Free negative binomial calculator. Find the probability of needing exactly k trials to achieve r successes with step-by-step formula and cumulative.

## What this calculates

Calculate the probability of needing exactly k trials to achieve r successes using the negative binomial distribution. This distribution models the number of trials required before reaching a fixed number of successes.

## Inputs

- **Successes Needed (r)** — min 1, max 100 — Number of successes you need to achieve.
- **Probability of Success (p)** — min 0.001, max 1 — Probability of success on each trial (between 0 and 1).
- **Number of Trials (k)** — min 1, max 500 — Total number of trials (must be >= r).

## Outputs

- **P(X = k)** — Probability of achieving exactly r successes on the k-th trial.
- **Expected Trials E(X)** — Expected number of trials to get r successes (r / p).
- **Variance** — Variance of the number of trials.
- **P(X <= k)** — Probability of achieving r successes in k or fewer trials.
- **Formula** — formatted as text — The negative binomial formula applied.

## Details

The negative binomial distribution generalizes the geometric distribution. While the geometric distribution counts trials until the first success, the negative binomial counts trials until the r-th success.

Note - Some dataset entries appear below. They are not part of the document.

//! Video frame fingerprinting and duplicate tracking.
//!
//! Frames are sampled from a video at a fixed interval, reduced to a DCT
//! perceptual hash and recorded in a SQLite relation that keeps each hash
//! once. Later uploads are checked against that history by exact hash.

pub mod config;
pub mod core;
pub mod database;

pub use crate::config::AppConfig;
pub use crate::core::{
    Classifier, Fingerprint, Fingerprinter, FrameArtifact, FrameRef, FrameSampler, Label,
    Pipeline, PipelineReport,
};
pub use crate::database::{HashRecord, HashStore};
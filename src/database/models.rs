use serde::{Deserialize, Serialize};

/// One row of `video_hashes`.
#[derive(Debug, Clone, PartialEq, Eq, Serialize, Deserialize)]
pub struct HashRecord {
    pub video_name: String,
    pub frame_path: String,
    pub phash: String,
}

impl HashRecord {
    pub(crate) fn from_row(row: &rusqlite::Row<'_>) -> rusqlite::Result<Self> {
        Ok(Self {
            video_name: row.get(0)?,
            frame_path: row.get(1)?,
            phash: row.get(2)?,
        })
    }
}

Formula: P(X = k) = C(k-1, r-1) x p^r x (1-p)^(k-r), where k is the total number of trials, r is the desired number of successes, and p is the probability of success per trial. The combination C(k-1, r-1) counts the ways to arrange r-1 successes in the first k-1 trials (the k-th trial must be a success).

Key properties: E(X) = r/p is the expected number of trials. Var(X) = r(1-p)/p^2. As r increases, the distribution becomes more symmetric and approaches a normal shape. Applications include modeling the number of sales calls needed to close r deals, the number of patients to screen before finding r eligible participants, or the number of wells to drill before finding r productive ones.

## Frequently Asked Questions

**Q: What is the difference between negative binomial and geometric distributions?**

A: The geometric distribution is a special case of the negative binomial with r = 1 (waiting for the first success). The negative binomial generalizes this to waiting for the r-th success. Set r = 1 in this calculator to get geometric distribution results.

**Q: Why is it called 'negative' binomial?**

A: The name comes from the relationship with the binomial series using negative exponents. The PMF can be expressed using the generalized binomial coefficient C(-r, k-r) with alternating signs, which connects to the expansion of (1-x)^(-r).

**Q: How does the negative binomial relate to the Poisson distribution?**

A: The negative binomial can be derived as a Poisson distribution whose rate parameter itself follows a gamma distribution. This makes it useful for modeling count data with overdispersion (variance greater than mean), which the Poisson cannot handle.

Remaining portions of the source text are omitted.